====== Information shown

/// Statement
#[derive(Debug, Clone, PartialEq)]
pub enum Stmt {
    /// `def`
    FunctionDef(FunctionDef),
    /// `return [value]`
    Return(Option<Expr>),
    /// `a = b = value`, optionally annotated
    Assign {
        /// Targets, left to right
        targets: Vec<Expr>,
        /// Assigned value
        value: Expr,
        /// Annotation of a single annotated target
        annotation: Option<Expr>,
    },
    /// `target op= value`
    AugAssign {
        /// Target
        target: Expr,
        /// Operator
        op: BinOp,
        /// Right-hand side
        value: Expr,
    },
    /// Expression statement
    Expr(Expr),
    /// `if` with `elif` chains folded into `orelse`
    If {
        /// Condition
        test: Expr,
        /// Then branch
        body: Vec<Stmt>,
        /// Else branch
        orelse: Vec<Stmt>,
    },
    /// `for target in iter`
    For {
        /// Loop target
        target: Expr,
        /// Iterable
        iter: Expr,
        /// Loop body
        body: Vec<Stmt>,
        /// `else` clause
        orelse: Vec<Stmt>,
    },
    /// `while test`
    While {
        /// Condition
        test: Expr,
        /// Loop body
        body: Vec<Stmt>,
        /// `else` clause
        orelse: Vec<Stmt>,
    },
    /// `try` statement
    Try {
        /// Protected body
        body: Vec<Stmt>,
        /// `except` clauses
        handlers: Vec<ExceptHandler>,
        /// `else` clause
        orelse: Vec<Stmt>,
        /// `finally` clause
        finalbody: Vec<Stmt>,
    },
    /// `raise [exc [from cause]]`
    Raise {
        /// Raised exception
        exc: Option<Expr>,
        /// Chained cause
        cause: Option<Expr>,
    },
    /// `assert test[, msg]`
    Assert {
        /// Asserted condition
        test: Expr,
        /// Failure message
        msg: Option<Expr>,
    },
    /// `import a, b as c`
    Import(Vec<Alias>),
    /// `from module import a, b as c`
    ImportFrom {
        /// Module path, including leading dots
        module: String,
        /// Imported members
        names: Vec<Alias>,
    },
    /// `global a, b`
    Global(Vec<String>),
    /// `nonlocal a, b`
    Nonlocal(Vec<String>),
    /// `pass`
    Pass,
    /// `break`
    Break,
    /// `continue`
    Continue,
    /// Construct kept verbatim
    Opaque {
        /// tree-sitter node kind
        kind: String,
        /// Source text, dedented to column zero
        text: String,
        /// Names the construct binds in its scope
        binds: Vec<String>,
    },
}

impl Stmt {
    /// Expression statement wrapping a call to `name`
    #[must_use]
    pub fn is_call_to(&self, name: &str) -> bool {
        matches!(self, Stmt::Expr(Expr::Call { func, .. }) if func.is_name(name))
    }

    /// Opaque `class` definition
    #[must_use]
    pub fn is_class_definition(&self) -> bool {
        matches!(self, Stmt::Opaque { kind, .. } if kind == "class_definition")
    }

    /// Statement always leaves the enclosing block
    #[must_use]
    pub fn is_terminal(&self) -> bool {
        matches!(
            self,
            Stmt::Return(_) | Stmt::Raise { .. } | Stmt::Break | Stmt::Continue
        )
    }

    /// Short kind token used by ordering and reporting
    #[must_use]
    pub fn kind_name(&self) -> &'static str {
        match self {
            Stmt::FunctionDef(_) => "def",
            Stmt::Return(_) => "return",
            Stmt::Assign { .. } => "assign",
            Stmt::AugAssign { .. } => "augassign",
            Stmt::Expr(_) => "expr",
            Stmt::If { .. } => "if",
            Stmt::For { .. } => "for",
            Stmt::While { .. } => "while",
            Stmt::Try { .. } => "try",
            Stmt::Raise { .. } => "raise",
            Stmt::Assert { .. } => "assert",
            Stmt::Import(_) | Stmt::ImportFrom { .. } => "import",
            Stmt::Global(_) => "global",
            Stmt::Nonlocal(_) => "nonlocal",
            Stmt::Pass => "pass",
            Stmt::Break => "break",
            Stmt::Continue => "continue",
            Stmt::Opaque { .. } => "opaque",
        }
    }
}

/// String literal
#[derive(Debug, Clone, PartialEq)]
pub struct StrLit {
    /// Decoded value
    pub value: String,
    /// Written with an `r` prefix
    pub raw: bool,
    /// Written with a `b` prefix
    pub bytes: bool,
}

impl StrLit {
    /// Plain (non-raw, text) literal
    #[must_use]
    pub fn plain(value: impl Into<String>) -> Self {
        Self {
            value: value.into(),
            raw: false,
            bytes: false,
        }
    }
}

/// Call argument
#[derive(Debug, Clone, PartialEq)]
pub enum Arg {
    /// Positional
    Positional(Expr),
    /// `name=value`
    Keyword {
        /// Keyword
        name: String,
        /// Value
        value: Expr,
    },
    /// `*expr`
    Star(Expr),
    /// `**expr`
    DoubleStar(Expr),
}

impl Arg {
    /// Wrapped expression
    #[must_use]
    pub fn value(&self) -> &Expr {
        match self {
            Arg::Positional(e) | Arg::Star(e) | Arg::DoubleStar(e) => e,
            Arg::Keyword { value, .. } => value,
        }
    }

    /// Mutable wrapped expression
    pub fn value_mut(&mut self) -> &mut Expr {
        match self {
            Arg::Positional(e) | Arg::Star(e) | Arg::DoubleStar(e) => e,
            Arg::Keyword { value, .. } => value,
        }
    }
}

/// Comprehension flavour
#[derive(Debug, Clone, Copy, PartialEq, Eq)]
pub enum ComprehensionKind {
    /// `[e for ...]`
    List,
    /// `{e for ...}`
    Set,
    /// `{k: v for ...}`
    Dict,
    /// `(e for ...)`
    Generator,
}

/// One `for ... in ... [if ...]` clause
#[derive(Debug, Clone, PartialEq)]
pub struct ComprehensionClause {
    /// Loop target
    pub target: Expr,
    /// Iterable
    pub iter: Expr,
    /// Filters attached to this clause
    pub ifs: Vec<Expr>,
}

/// Comprehension body and clauses
#[derive(Debug, Clone, PartialEq)]
pub struct Comprehension {
    /// Flavour
    pub kind: ComprehensionKind,
    /// Element (key for dict comprehensions)
    pub element: Expr,
    /// Value for dict comprehensions
    pub value: Option<Expr>,
    /// Clauses, outermost first
    pub clauses: Vec<ComprehensionClause>,
}

/// Expression
#[derive(Debug, Clone, PartialEq)]
pub enum Expr {
    /// Identifier
    Name(String),
    /// Integer literal
    Int(i64),
    /// Float literal
    Float(f64),
    /// String literal
    Str(StrLit),
    /// `True` / `False`
    Bool(bool),
    /// `None`
    NoneLit,
    /// Binary arithmetic or bitwise operation
    BinOp {
        /// Left operand
        left: Box<Expr>,
        /// Operator
        op: BinOp,
        /// Right operand
        right: Box<Expr>,
    },
    /// Unary operation including `not`
    Unary {
        /// Operator
        op: UnaryOp,
        /// Operand
        operand: Box<Expr>,
    },
    /// `and` / `or`
    BoolOp {
        /// Operator
        op: BoolOp,
        /// Left operand
        left: Box<Expr>,
        /// Right operand
        right: Box<Expr>,
    },
    /// Comparison chain `left op0 c0 op1 c1 ...`
    Compare {
        /// First operand
        left: Box<Expr>,
        /// Operators
        ops: Vec<CmpOp>,
        /// Remaining operands
        comparators: Vec<Expr>,
    },
    /// Call
    Call {
        /// Callee
        func: Box<Expr>,
        /// Arguments
        args: Vec<Arg>,
    },
    /// `value.attr`
    Attribute {
        /// Object
        value: Box<Expr>,
        /// Attribute name
        attr: String,
    },
    /// `value[index]`
    Subscript {
        /// Container
        value: Box<Expr>,
        /// Index or slice
        index: Box<Expr>,
    },
    /// `lower:upper:step`
    Slice {
        /// Lower bound
        lower: Option<Box<Expr>>,
        /// Upper bound
        upper: Option<Box<Expr>>,
        /// Step
        step: Option<Box<Expr>>,
    },
    /// List display
    List(Vec<Expr>),
    /// Tuple display
    Tuple(Vec<Expr>),
    /// Set display
    Set(Vec<Expr>),
    /// Dict display
    Dict(Vec<(Expr, Expr)>),
    /// Comprehension of any flavour
    Comprehension(Box<Comprehension>),
    /// `body if test else orelse`
    IfExp {
        /// Condition
        test: Box<Expr>,
        /// Value when true
        body: Box<Expr>,
        /// Value when false
        orelse: Box<Expr>,
    },
    /// `lambda params: body`
    Lambda {
        /// Parameters
        params: Vec<Param>,
        /// Body expression
        body: Box<Expr>,
    },
    /// `*value` in targets and displays
    Starred(Box<Expr>),
    /// Construct kept verbatim
    Opaque(String),
}
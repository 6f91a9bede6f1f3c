//! Validation gate
//!
//! A rewrite is kept only if every check passes; otherwise the pipeline rolls
//! back to the pre-rewrite candidate. Checks run cheapest first:
//!
//! 1. the rewrite parses
//! 2. a top-level definition remains
//! 3. no identifier becomes unbound that was bound before
//! 4. distance to the canon does not grow
//! 5. behavior is preserved: no oracle regression when an oracle and contract
//!    are available, otherwise an equivalent black-box probe

use std::collections::HashMap;
use std::time::Duration;

use canonize_contract::{Contract, Oracle, OracleResult};
use canonize_eval::{EquivalenceProbe, ProbeVerdict};
use canonize_props::{DistanceCalculator, PropertyExtractor, PropertySet};
use canonize_syntax::{parse_module, unbound_names, ContentHash, Module, ParseError};
use serde::Serialize;
use tracing::debug;

/// Why a rewrite was rolled back
#[derive(Debug, Clone, PartialEq, Serialize, thiserror::Error)]
#[serde(tag = "reason", rename_all = "snake_case")]
pub enum RejectionReason {
    /// Rewrite does not parse
    #[error("rewrite does not parse: {message}")]
    Unparsable {
        /// Parser message
        message: String,
    },

    /// No top-level function left
    #[error("no top-level definition remains")]
    NoDefinition,

    /// Names read without a reaching definition that were bound before
    #[error("introduces unbound names: {}", names.join(", "))]
    UnboundNames {
        /// Newly unbound identifiers, sorted
        names: Vec<String>,
    },

    /// Further from the canon than before
    #[error("distance rises from {before:.3} to {after:.3}")]
    DistanceIncreased {
        /// Pre-rewrite distance
        before: f64,
        /// Post-rewrite distance
        after: f64,
    },

    /// Oracle verdict got worse
    #[error("oracle regression: pass rate {before:.2} -> {after:.2}")]
    OracleRegression {
        /// Pre-rewrite pass rate
        before: f64,
        /// Post-rewrite pass rate
        after: f64,
    },

    /// Probe found an input the two sides disagree on
    #[error("{verdict}")]
    Divergent {
        /// Probe verdict
        verdict: ProbeVerdict,
    },

    /// Probe could not establish equivalence
    #[error("{verdict}")]
    Inconclusive {
        /// Probe verdict
        verdict: ProbeVerdict,
    },

    /// Candidate already seen in this run
    #[error("revisits an earlier candidate")]
    Revisited,

    /// Strategy raised an internal error
    #[error("strategy failed: {message}")]
    StrategyFailed {
        /// Error text
        message: String,
    },
}

/// Which tier produced a rewrite
#[derive(Debug, Clone, Copy, PartialEq, Eq)]
pub enum Tier {
    /// Hint-guided strategy from the registry
    Strategy,
    /// Oracle-guided template; exempt from the black-box probe
    Template,
}

/// A parsed candidate with its properties and distance to the canon
#[derive(Debug, Clone)]
pub struct Snapshot {
    /// Source text
    pub source: String,
    /// Parsed module
    pub module: Module,
    /// Extracted properties
    pub properties: PropertySet,
    /// Scalar distance to the canon
    pub distance: f64,
    /// Content hash of `source`
    pub hash: ContentHash,
}

#[derive(Clone, Copy)]
struct OracleCheck<'a> {
    oracle: &'a dyn Oracle,
    contract: &'a Contract,
    timeout: Duration,
}

/// Accept-or-rollback decision for one run
///
/// Holds the run's oracle verdict memo, so each distinct candidate is sent
/// to the oracle at most once.
pub struct ValidationGate<'a> {
    canon: &'a PropertySet,
    extractor: PropertyExtractor,
    calculator: DistanceCalculator,
    oracle: Option<OracleCheck<'a>>,
    probe: EquivalenceProbe,
    entry_point: Option<&'a str>,
    verdicts: HashMap<ContentHash, OracleResult>,
}

impl std::fmt::Debug for ValidationGate<'_> {
    fn fmt(&self, f: &mut std::fmt::Formatter<'_>) -> std::fmt::Result {
        f.debug_struct("ValidationGate")
            .field("extractor", &self.extractor)
            .field("calculator", &self.calculator)
            .field("oracle", &self.oracle.is_some())
            .field("probe", &self.probe)
            .field("entry_point", &self.entry_point)
            .field("verdicts", &self.verdicts.len())
            .finish()
    }
}

impl<'a> ValidationGate<'a> {
    /// Gate measuring distance to `canon` with the given extractor and calculator
    #[must_use]
    pub fn new(
        canon: &'a PropertySet,
        extractor: PropertyExtractor,
        calculator: DistanceCalculator,
    ) -> Self {
        Self {
            canon,
            extractor,
            calculator,
            oracle: None,
            probe: EquivalenceProbe::default(),
            entry_point: None,
            verdicts: HashMap::new(),
        }
    }

    /// Judge behavior with `oracle` against `contract` instead of the probe
    #[must_use]
    pub fn with_oracle(
        mut self,
        oracle: &'a dyn Oracle,
        contract: &'a Contract,
        timeout: Duration,
    ) -> Self {
        self.oracle = Some(OracleCheck {
            oracle,
            contract,
            timeout,
        });
        self
    }

    /// Probe used when no oracle is available
    #[must_use]
    pub const fn with_probe(mut self, probe: EquivalenceProbe) -> Self {
        self.probe = probe;
        self
    }

    /// Function the probe calls
    #[must_use]
    pub const fn with_entry_point(mut self, entry_point: Option<&'a str>) -> Self {
        self.entry_point = entry_point;
        self
    }

    /// Whether behavior is judged by an oracle
    #[must_use]
    pub const fn has_oracle(&self) -> bool {
        self.oracle.is_some()
    }

    /// Parse `source` and measure it against the canon
    ///
    /// # Errors
    /// Returns the parse error when `source` does not parse
    pub fn snapshot(&self, source: &str) -> Result<Snapshot, ParseError> {
        let module = parse_module(source)?;
        Ok(self.measure(source.to_string(), module))
    }

    fn measure(&self, source: String, module: Module) -> Snapshot {
        let properties = self.extractor.extract_module(&module);
        let distance = self.calculator.distance(&properties, self.canon);
        let hash = ContentHash::of_text(&source);
        Snapshot {
            source,
            module,
            properties,
            distance,
            hash,
        }
    }

    fn memoized(&mut self, check: OracleCheck<'a>, snapshot: &Snapshot) -> OracleResult {
        self.verdicts
            .entry(snapshot.hash)
            .or_insert_with(|| {
                check
                    .oracle
                    .validate(&snapshot.source, check.contract, check.timeout)
            })
            .clone()
    }

    /// Oracle verdict for `snapshot`, if an oracle is configured
    pub fn verdict(&mut self, snapshot: &Snapshot) -> Option<OracleResult> {
        let check = self.oracle?;
        Some(self.memoized(check, snapshot))
    }

    /// Whether `snapshot` passes the oracle; `false` without one
    pub fn oracle_passes(&mut self, snapshot: &Snapshot) -> bool {
        self.verdict(snapshot).is_some_and(|v| v.passed)
    }

    /// Validate the rewrite `after` of `before`
    ///
    /// # Errors
    /// Returns the first failed check
    pub fn check(
        &mut self,
        before: &Snapshot,
        after: &str,
        tier: Tier,
    ) -> Result<Snapshot, RejectionReason> {
        let module = parse_module(after).map_err(|e| RejectionReason::Unparsable {
            message: e.to_string(),
        })?;
        if !module.has_definition() {
            return Err(RejectionReason::NoDefinition);
        }

        let bound_before = unbound_names(&before.module);
        let names: Vec<String> = unbound_names(&module)
            .difference(&bound_before)
            .cloned()
            .collect();
        if !names.is_empty() {
            return Err(RejectionReason::UnboundNames { names });
        }

        let snapshot = self.measure(after.to_string(), module);
        if snapshot.distance > before.distance {
            return Err(RejectionReason::DistanceIncreased {
                before: before.distance,
                after: snapshot.distance,
            });
        }

        if let Some(check) = self.oracle {
            let was = self.memoized(check, before);
            let now = self.memoized(check, &snapshot);
            if now.regresses_from(&was) {
                return Err(RejectionReason::OracleRegression {
                    before: was.pass_rate,
                    after: now.pass_rate,
                });
            }
        } else if tier == Tier::Strategy {
            let verdict = self
                .probe
                .compare(&before.module, &snapshot.module, self.entry_point);
            match verdict {
                ProbeVerdict::Equivalent { .. } => {
                    debug!(%verdict, "probe accepted rewrite");
                }
                ProbeVerdict::Divergent { .. } => {
                    return Err(RejectionReason::Divergent { verdict });
                }
                ProbeVerdict::Inconclusive { .. } => {
                    return Err(RejectionReason::Inconclusive { verdict });
                }
            }
        }
        Ok(snapshot)
    }
}
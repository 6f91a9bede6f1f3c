//! Oracle-guided template tier

use canonize_syntax::visit::rename_in_body;
use canonize_syntax::{parse_module, print_module, FunctionDef, Module};
use tracing::debug;

use crate::error::StrategyError;

fn entry<'m>(module: &'m Module, entry_point: Option<&str>) -> Option<&'m FunctionDef> {
    entry_point
        .and_then(|name| module.function(name))
        .or_else(|| module.primary_function())
}

/// Substitutes the canon's structure for the candidate's wholesale
///
/// Not part of the strategy registry: the pipeline only reaches for it when
/// no explainable difference could be rewritten and both sides have been
/// validated independently. The candidate keeps its entry-point name; the
/// canon's own recursive calls follow the rename.
#[derive(Debug, Clone, Copy, Default)]
pub struct OracleGuidedTemplate;

impl OracleGuidedTemplate {
    /// Name reported in the applied-strategy list
    #[must_use]
    pub const fn name(&self) -> &'static str {
        "oracle_guided_template"
    }

    /// Canon text adapted to the candidate's entry point
    ///
    /// `Ok(None)` when the candidate already is the template, so a second
    /// application never changes anything.
    ///
    /// # Errors
    /// Returns [`StrategyError::Parse`] when either side does not parse
    pub fn generate(
        &self,
        candidate: &str,
        canon: &str,
        entry_point: Option<&str>,
    ) -> Result<Option<String>, StrategyError> {
        let current = parse_module(candidate)?;
        let mut template = parse_module(canon)?;

        let wanted = entry(&current, entry_point).map(|def| def.name.clone());
        let found = entry(&template, entry_point).map(|def| def.name.clone());
        if let (Some(wanted), Some(found)) = (wanted, found) {
            if wanted != found {
                debug!(from = %found, to = %wanted, "renaming template entry point");
                rename_in_body(&mut template.body, &found, &wanted);
            }
        }

        if template == current {
            return Ok(None);
        }
        Ok(Some(print_module(&template)))
    }
}

#[cfg(test)]
mod tests {
    use super::*;
    use pretty_assertions::assert_eq;

    #[test]
    fn keeps_the_candidate_entry_name() {
        let out = OracleGuidedTemplate
            .generate(
                "def my_fact(n):\n    r = 1\n    while n > 1:\n        r *= n\n        n -= 1\n    return r\n",
                "def fact(n):\n    if n <= 1:\n        return 1\n    return n * fact(n - 1)\n",
                None,
            )
            .unwrap();
        assert_eq!(
            out.as_deref(),
            Some("def my_fact(n):\n    if n <= 1:\n        return 1\n    return n * my_fact(n - 1)\n")
        );
    }

    #[test]
    fn applying_twice_is_a_no_op() {
        let canon = "def f(x):\n    return x * 2\n";
        let once = OracleGuidedTemplate
            .generate("def f(x):\n    return x + x\n", canon, Some("f"))
            .unwrap()
            .unwrap();
        assert_eq!(OracleGuidedTemplate.generate(&once, canon, Some("f")).unwrap(), None);
    }

    #[test]
    fn unparsable_canon_is_an_error() {
        let err = OracleGuidedTemplate
            .generate("def f(x):\n    return x\n", "def f(:\n", None)
            .unwrap_err();
        assert!(matches!(err, StrategyError::Parse(_)));
    }
}
//! Canonize Syntax
//!
//! Owned Python syntax tree, lowering from tree-sitter, canonical printing
//! and scope analysis shared by every other crate of the engine.
//!
//! # Core Concepts
//!
//! - [`Module`], [`Stmt`], [`Expr`]: Closed syntax tree; unmodelled code stays `Opaque`
//! - [`parse_module`]: tree-sitter lowering, rejecting any source with syntax errors
//! - [`print_module`]: Canonical printing; parse then print is a fixed point
//! - [`alpha_normalize`]: Positional renaming of function-local bindings
//! - [`unbound_names`]: Definition-reaching check used by the validation gate
//! - [`ContentHash`]: 32-byte Blake3 hash for content addressing
//!
//! # Example
//!
//! ```rust,ignore
//! use canonize_syntax::{parse_module, print_module, StructureHashes};
//!
//! let module = parse_module("def f(n):\n    return n * 2\n")?;
//! assert_eq!(print_module(&module), "def f(n):\n    return n * 2\n");
//! let hashes = StructureHashes::of(&module);
//! ```

#![warn(unreachable_pub)]
#![warn(missing_docs)]

pub mod ast;
pub mod visit;

mod hash;
mod normalize;
mod parser;
mod printer;
mod scope;

pub use ast::{
    Alias, Arg, BinOp, BoolOp, CmpOp, Comprehension, ComprehensionClause, ComprehensionKind,
    ExceptHandler, Expr, FunctionDef, Module, Param, ParamKind, Stmt, StrLit, UnaryOp,
};
pub use hash::{ContentHash, HashError};
pub use normalize::{alpha_normalize, StructureHashes};
pub use parser::{is_parseable, parse_module, ParseError};
pub use printer::{print_body, print_expr, print_module};
pub use scope::{
    bound_names, declared_outer, is_builtin, module_globals, target_names, unbound_names,
    BUILTINS,
};

/// Version of this crate
pub const VERSION: &str = env!("CARGO_PKG_VERSION");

============

* _The task_
Work through the records line by line, and once you reach the final line, report only how many held "printer".

* _Solution to the problem_
2